À la tribune des Nations Unies, le président tchadien Mahamat Idriss Déby Itno, représenté par son Premier ministre Allamaye Halina, a dressé un constat sévère sur le fonctionnement de l’organisation mondiale. Placée sous le thème « Mieux ensemble : 80 ans et plus pour la paix, le développement et les droits de l’homme », son intervention a été marquée par un appel à une ONU plus inclusive, réactive et capable de répondre aux défis actuels.
Mahamat Déby a pointé du doigt les limites de l’institution face aux crises sécuritaires et humanitaires persistantes.
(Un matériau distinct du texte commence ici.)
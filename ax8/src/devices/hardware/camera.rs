use crate::error::{Error, Result};
use std::{fmt::Display, time::Duration};
use tracing::{debug, info};
use url::Url;
use uuid::Uuid;

/// Script on the camera that reads and writes resources.
pub const RESOURCE_ENDPOINT: &str = "res.php";
/// Script on the camera that serves files from its internal storage.
pub const DOWNLOAD_ENDPOINT: &str = "download.php";
/// What the camera answers to a successful `set`: a quoted empty string.
pub const EMPTY_REPLY: &str = "\"\"";

/// A value written to a resource. The camera has no schema we could check
/// against, everything ends up as a string in a form field.
#[derive(Clone, Debug, PartialEq)]
pub enum ResourceValue {
    Text(String),
    /// Sent as the literal strings `true` / `false`.
    Bool(bool),
    Int(i64),
    Float(f64),
}

impl Display for ResourceValue {
    fn fmt(&self, f: &mut std::fmt::Formatter<'_>) -> std::fmt::Result {
        match self {
            ResourceValue::Text(text) => write!(f, "{text}"),
            ResourceValue::Bool(flag) => write!(f, "{flag}"),
            ResourceValue::Int(number) => write!(f, "{number}"),
            // Whole numbers keep their `.0`, e.g. `300.0` rather than `300`.
            ResourceValue::Float(number) => write!(f, "{number:?}"),
        }
    }
}

impl From<&str> for ResourceValue {
    fn from(value: &str) -> Self {
        ResourceValue::Text(value.to_string())
    }
}

impl From<String> for ResourceValue {
    fn from(value: String) -> Self {
        ResourceValue::Text(value)
    }
}

impl From<bool> for ResourceValue {
    fn from(value: bool) -> Self {
        ResourceValue::Bool(value)
    }
}

impl From<i64> for ResourceValue {
    fn from(value: i64) -> Self {
        ResourceValue::Int(value)
    }
}

impl From<i32> for ResourceValue {
    fn from(value: i32) -> Self {
        ResourceValue::Int(value.into())
    }
}

impl From<u32> for ResourceValue {
    fn from(value: u32) -> Self {
        ResourceValue::Int(value.into())
    }
}

impl From<f64> for ResourceValue {
    fn from(value: f64) -> Self {
        ResourceValue::Float(value)
    }
}

/// Connection details for one camera. Built once at start up and never
/// changed afterwards; http is stateless so there is nothing to tear down.
#[derive(Clone, Debug)]
pub struct CameraSession {
    /// Always carries a scheme and ends with `/`.
    base_url: Url,
    /// Report unexpected replies to resource writes.
    debug: bool,
    /// Unique identifier, helpful for trouble shooting and logging.
    uuid: Uuid,
}

impl CameraSession {
    /// Create a session for the camera at `url`.
    ///
    /// * `url`: camera address, with or without `http://` and trailing `/`.
    /// * `debug`: log every resource reply that is not the empty reply.
    pub fn new(url: &str, debug: bool) -> Result<Self> {
        Ok(Self {
            base_url: Self::normalise_url(url)?,
            debug,
            uuid: Uuid::new_v4(),
        })
    }

    /// Prefix a scheme when none is given and make sure the path ends in
    /// a separator so that endpoint names can be joined onto it.
    ///
    /// * `url`: user supplied camera address.
    pub fn normalise_url(url: &str) -> Result<Url> {
        let trimmed = url.trim();
        if trimmed.is_empty() {
            return Err(Error::InvalidUrl {
                url: url.to_string(),
                reason: String::from("empty"),
            });
        }

        let mut normalised = if trimmed.contains("://") {
            trimmed.to_string()
        } else {
            format!("http://{trimmed}")
        };
        if !normalised.ends_with('/') {
            normalised.push('/');
        }

        let parsed = Url::parse(&normalised).map_err(|e| Error::InvalidUrl {
            url: url.to_string(),
            reason: e.to_string(),
        })?;
        if parsed.cannot_be_a_base() || parsed.host_str().is_none() {
            return Err(Error::InvalidUrl {
                url: url.to_string(),
                reason: String::from("missing host"),
            });
        }
        Ok(parsed)
    }

    pub fn base_url(&self) -> &Url {
        &self.base_url
    }

    pub fn debug(&self) -> bool {
        self.debug
    }

    /// Return the unique identifier of the session.
    pub fn get_uuid(&self) -> Uuid {
        self.uuid
    }

    /// `<base>/res.php`
    pub fn resource_url(&self) -> Result<Url> {
        self.join(RESOURCE_ENDPOINT)
    }

    /// `<base>/download.php?file=<camera_path>`
    ///
    /// * `camera_path`: absolute path of the file on the camera.
    pub fn download_url(&self, camera_path: &str) -> Result<Url> {
        let mut url = self.join(DOWNLOAD_ENDPOINT)?;
        url.query_pairs_mut().append_pair("file", camera_path);
        Ok(url)
    }

    fn join(&self, endpoint: &str) -> Result<Url> {
        self.base_url.join(endpoint).map_err(|e| Error::InvalidUrl {
            url: self.base_url.to_string(),
            reason: e.to_string(),
        })
    }
}

/// Outcome of a single download attempt.
#[derive(Debug, PartialEq, Eq)]
pub enum Download {
    /// The whole body of a successful response.
    Ready(Vec<u8>),
    /// The camera answered with an http error status, which it does until
    /// a committed file has been rendered.
    NotReady(u16),
}

/// Get/set access to the camera's resource tree plus its file server.
/// Resource paths are dot delimited strings and are passed through
/// untouched; whether a path exists is for the camera to decide.
pub trait ResourceApi {
    /// Write `value` to `resource` and return the raw reply body.
    fn set_resource(&self, resource: &str, value: &ResourceValue) -> Result<String>;
    /// Read `resource`, returning the raw reply body (a quoted string).
    fn get_resource(&self, resource: &str) -> Result<String>;
    /// Make a single attempt at fetching a file from the camera.
    fn download(&self, camera_path: &str) -> Result<Download>;
}

impl<T: ResourceApi + ?Sized> ResourceApi for &T {
    fn set_resource(&self, resource: &str, value: &ResourceValue) -> Result<String> {
        (**self).set_resource(resource, value)
    }

    fn get_resource(&self, resource: &str) -> Result<String> {
        (**self).get_resource(resource)
    }

    fn download(&self, camera_path: &str) -> Result<Download> {
        (**self).download(camera_path)
    }
}

/// Talks to the camera over http. There are no retries here and status
/// codes of the resource endpoint are not interpreted, a transport error is
/// handed straight back to the caller.
pub struct ResourceClient {
    session: CameraSession,
    http: reqwest::blocking::Client,
}

impl ResourceClient {
    /// Create a client without a request timeout.
    ///
    /// * `session`: the camera to talk to.
    pub fn new(session: CameraSession) -> Result<Self> {
        Self::with_timeout(session, None)
    }

    /// Create a client whose requests give up after `timeout`.
    ///
    /// * `session`: the camera to talk to.
    /// * `timeout`: per request timeout, `None` blocks indefinitely.
    pub fn with_timeout(session: CameraSession, timeout: Option<Duration>) -> Result<Self> {
        let http = reqwest::blocking::Client::builder()
            .timeout(timeout)
            .build()
            .map_err(|source| Error::Http {
                source,
                url: session.base_url.to_string(),
            })?;
        Ok(Self { session, http })
    }

    pub fn session(&self) -> &CameraSession {
        &self.session
    }

    fn post_form(&self, form: &[(&str, &str)]) -> Result<String> {
        let url = self.session.resource_url()?;
        let to_error = |source| Error::Http {
            source,
            url: url.to_string(),
        };
        self.http
            .post(url.clone())
            .form(form)
            .send()
            .map_err(to_error)?
            .text()
            .map_err(to_error)
    }
}

impl ResourceApi for ResourceClient {
    fn set_resource(&self, resource: &str, value: &ResourceValue) -> Result<String> {
        let value = value.to_string();
        let message = self.post_form(&[
            ("action", "set"),
            ("resource", resource),
            ("value", &value),
        ])?;
        debug!(session = %self.session.uuid, resource, %value, reply = %message, "set resource");

        if message != EMPTY_REPLY && self.session.debug {
            info!("Return message when setting {resource} to {value}: {message}");
        }
        Ok(message)
    }

    fn get_resource(&self, resource: &str) -> Result<String> {
        let message = self.post_form(&[("action", "get"), ("resource", resource)])?;
        debug!(session = %self.session.uuid, resource, reply = %message, "get resource");
        Ok(message)
    }

    fn download(&self, camera_path: &str) -> Result<Download> {
        let url = self.session.download_url(camera_path)?;
        let to_error = |source| Error::Http {
            source,
            url: url.to_string(),
        };
        let response = self.http.get(url.clone()).send().map_err(to_error)?;
        let status = response.status();
        if !status.is_success() {
            debug!(session = %self.session.uuid, camera_path, %status, "file not ready");
            return Ok(Download::NotReady(status.as_u16()));
        }
        let bytes = response.bytes().map_err(to_error)?;
        Ok(Download::Ready(bytes.to_vec()))
    }
}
Évoquant les conflits meurtriers au Soudan, en Libye, au Moyen-Orient ou encore en Amérique du Sud, il a dénoncé l’inaction du Conseil de sécurité et rappelé que ces instabilités se répercutent directement sur le Tchad, notamment à travers l’afflux de réfugiés et les menaces sécuritaires transfrontalières.
Le chef de l’État a également fustigé le caractère sélectif des sanctions et la partialité de certaines interventions internationales. Citant Haïti, la République centrafricaine, la RDC ou encore le Mali, il a regretté que les opérations de maintien de la paix n’aient pas toujours tenu leurs promesses. Concernant Gaza, il a qualifié la situation d’« échec collectif » et réaffirmé l’appui du Tchad à une solution à deux États basée sur les frontières de 1967.
Sur le plan du développement, Mahamat Déby a tiré la sonnette d’alarme sur les retards dans la réalisation des Objectifs de développement durable et le manque criant de financements, estimé à 4 milliards de dollars par an pour les pays les plus vulnérables. Il a plaidé pour un « Engagement de Séville » fort, capable de relancer la dynamique mondiale en matière de paix, de climat et de développement durable.
Enfin, il a insisté sur la nécessité de donner à l’Afrique toute sa place dans le système onusien. Reprenant le consensus d’Ezulwini, il a exigé pour le continent un droit de veto au Conseil de sécurité. « L’Afrique ne demande pas la permission. Elle affirme sa voix, sa vision et sa vocation », a-t-il lancé, avant de réaffirmer l’engagement du Tchad pour une ONU réformée, plus démocratique et véritablement tournée vers la paix.